───── EXTRACTED ENTRIES ─────

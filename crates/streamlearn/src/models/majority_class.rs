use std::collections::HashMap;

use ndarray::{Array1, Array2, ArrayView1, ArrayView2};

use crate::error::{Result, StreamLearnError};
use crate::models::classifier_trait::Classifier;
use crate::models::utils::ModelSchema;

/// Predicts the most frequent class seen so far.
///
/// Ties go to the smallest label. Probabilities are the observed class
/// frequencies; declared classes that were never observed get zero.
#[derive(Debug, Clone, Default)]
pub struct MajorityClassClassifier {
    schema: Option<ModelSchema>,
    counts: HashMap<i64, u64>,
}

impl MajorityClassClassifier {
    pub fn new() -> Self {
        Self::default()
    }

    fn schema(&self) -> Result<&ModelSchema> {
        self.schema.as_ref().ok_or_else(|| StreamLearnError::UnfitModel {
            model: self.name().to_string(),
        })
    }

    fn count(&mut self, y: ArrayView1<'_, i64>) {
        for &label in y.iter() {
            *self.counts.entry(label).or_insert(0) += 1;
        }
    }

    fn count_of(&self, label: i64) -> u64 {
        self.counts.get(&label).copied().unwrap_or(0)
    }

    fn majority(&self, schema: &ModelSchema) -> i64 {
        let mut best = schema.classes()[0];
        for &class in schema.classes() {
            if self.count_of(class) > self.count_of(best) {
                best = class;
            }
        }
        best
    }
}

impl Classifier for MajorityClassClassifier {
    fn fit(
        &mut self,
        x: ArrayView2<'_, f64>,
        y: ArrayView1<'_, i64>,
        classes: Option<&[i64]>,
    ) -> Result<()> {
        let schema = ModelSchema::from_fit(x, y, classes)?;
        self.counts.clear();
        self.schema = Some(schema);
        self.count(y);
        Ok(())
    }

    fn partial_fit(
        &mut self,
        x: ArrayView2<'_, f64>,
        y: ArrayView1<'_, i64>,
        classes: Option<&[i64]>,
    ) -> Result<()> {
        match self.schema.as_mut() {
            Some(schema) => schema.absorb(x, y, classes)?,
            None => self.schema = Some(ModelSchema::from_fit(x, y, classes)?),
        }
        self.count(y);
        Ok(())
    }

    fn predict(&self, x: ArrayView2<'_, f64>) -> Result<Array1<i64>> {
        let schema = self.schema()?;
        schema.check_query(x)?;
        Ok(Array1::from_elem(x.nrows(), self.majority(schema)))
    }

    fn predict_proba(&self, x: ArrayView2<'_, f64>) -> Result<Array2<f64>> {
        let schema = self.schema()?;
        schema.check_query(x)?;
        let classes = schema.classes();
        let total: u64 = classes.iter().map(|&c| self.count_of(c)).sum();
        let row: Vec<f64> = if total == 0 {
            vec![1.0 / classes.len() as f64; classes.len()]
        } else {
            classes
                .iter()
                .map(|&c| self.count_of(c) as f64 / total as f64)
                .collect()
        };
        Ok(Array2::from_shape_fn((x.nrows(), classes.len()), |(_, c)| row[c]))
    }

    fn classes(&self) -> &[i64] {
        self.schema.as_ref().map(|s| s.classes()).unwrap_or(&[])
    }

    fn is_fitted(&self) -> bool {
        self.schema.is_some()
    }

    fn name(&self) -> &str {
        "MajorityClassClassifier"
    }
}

─────
───── EXTRACTED ENTRIES ─────

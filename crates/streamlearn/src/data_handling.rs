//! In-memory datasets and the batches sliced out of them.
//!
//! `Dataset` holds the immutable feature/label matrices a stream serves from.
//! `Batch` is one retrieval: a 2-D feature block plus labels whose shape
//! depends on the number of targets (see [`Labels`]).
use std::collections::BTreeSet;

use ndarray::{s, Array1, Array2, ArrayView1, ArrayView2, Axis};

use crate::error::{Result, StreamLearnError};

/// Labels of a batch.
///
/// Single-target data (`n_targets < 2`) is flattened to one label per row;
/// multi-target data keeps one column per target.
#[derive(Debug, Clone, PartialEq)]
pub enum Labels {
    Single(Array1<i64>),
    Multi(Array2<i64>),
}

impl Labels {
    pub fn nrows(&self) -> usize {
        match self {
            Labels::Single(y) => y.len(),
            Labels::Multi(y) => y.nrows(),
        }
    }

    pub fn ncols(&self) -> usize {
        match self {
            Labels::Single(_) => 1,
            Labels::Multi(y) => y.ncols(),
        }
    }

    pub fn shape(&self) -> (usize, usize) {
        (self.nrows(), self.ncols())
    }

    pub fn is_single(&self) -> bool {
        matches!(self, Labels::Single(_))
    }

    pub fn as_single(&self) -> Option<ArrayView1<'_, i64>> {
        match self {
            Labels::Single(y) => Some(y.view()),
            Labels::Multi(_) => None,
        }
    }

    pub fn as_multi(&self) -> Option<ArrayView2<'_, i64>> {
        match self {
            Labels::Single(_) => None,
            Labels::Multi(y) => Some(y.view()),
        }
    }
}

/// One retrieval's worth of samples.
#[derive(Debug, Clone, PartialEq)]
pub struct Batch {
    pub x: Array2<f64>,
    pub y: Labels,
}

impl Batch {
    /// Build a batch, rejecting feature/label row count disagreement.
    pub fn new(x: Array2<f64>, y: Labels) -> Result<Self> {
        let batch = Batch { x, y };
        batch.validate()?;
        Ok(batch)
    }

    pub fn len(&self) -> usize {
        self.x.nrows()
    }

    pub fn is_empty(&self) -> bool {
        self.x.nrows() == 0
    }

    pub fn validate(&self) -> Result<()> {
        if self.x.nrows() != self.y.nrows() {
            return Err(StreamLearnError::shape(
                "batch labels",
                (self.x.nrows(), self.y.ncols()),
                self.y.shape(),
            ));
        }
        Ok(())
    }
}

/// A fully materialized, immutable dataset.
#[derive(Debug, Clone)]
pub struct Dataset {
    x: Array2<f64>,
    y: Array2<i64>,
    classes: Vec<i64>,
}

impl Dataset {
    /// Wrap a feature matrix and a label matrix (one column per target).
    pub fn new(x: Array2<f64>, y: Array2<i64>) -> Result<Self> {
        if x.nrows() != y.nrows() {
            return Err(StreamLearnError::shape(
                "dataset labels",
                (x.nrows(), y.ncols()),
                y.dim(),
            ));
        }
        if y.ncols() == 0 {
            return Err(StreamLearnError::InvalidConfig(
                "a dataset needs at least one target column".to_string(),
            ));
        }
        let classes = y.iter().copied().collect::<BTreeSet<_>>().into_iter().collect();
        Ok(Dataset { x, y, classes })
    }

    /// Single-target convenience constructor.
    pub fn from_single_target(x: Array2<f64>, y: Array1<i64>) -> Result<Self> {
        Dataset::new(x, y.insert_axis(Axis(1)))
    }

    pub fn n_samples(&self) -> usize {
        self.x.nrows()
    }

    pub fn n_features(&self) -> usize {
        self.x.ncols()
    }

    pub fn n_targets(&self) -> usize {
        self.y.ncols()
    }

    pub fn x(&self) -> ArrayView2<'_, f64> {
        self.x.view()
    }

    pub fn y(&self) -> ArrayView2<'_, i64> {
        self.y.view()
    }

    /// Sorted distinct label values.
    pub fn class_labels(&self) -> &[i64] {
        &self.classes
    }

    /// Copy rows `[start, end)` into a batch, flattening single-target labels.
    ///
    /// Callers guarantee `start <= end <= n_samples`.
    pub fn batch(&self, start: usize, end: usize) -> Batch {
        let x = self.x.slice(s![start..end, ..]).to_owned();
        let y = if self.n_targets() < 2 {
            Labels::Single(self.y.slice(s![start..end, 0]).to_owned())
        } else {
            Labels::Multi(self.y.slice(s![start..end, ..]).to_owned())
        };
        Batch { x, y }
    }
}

─────

= WHAT IS BEING ASKED =
Show all lines above holding "filename".

= ANSWER BOX =
filename crates/streamlearn/src/models/majority_class.rs
filename crates/streamlearn/src/data_handling.rs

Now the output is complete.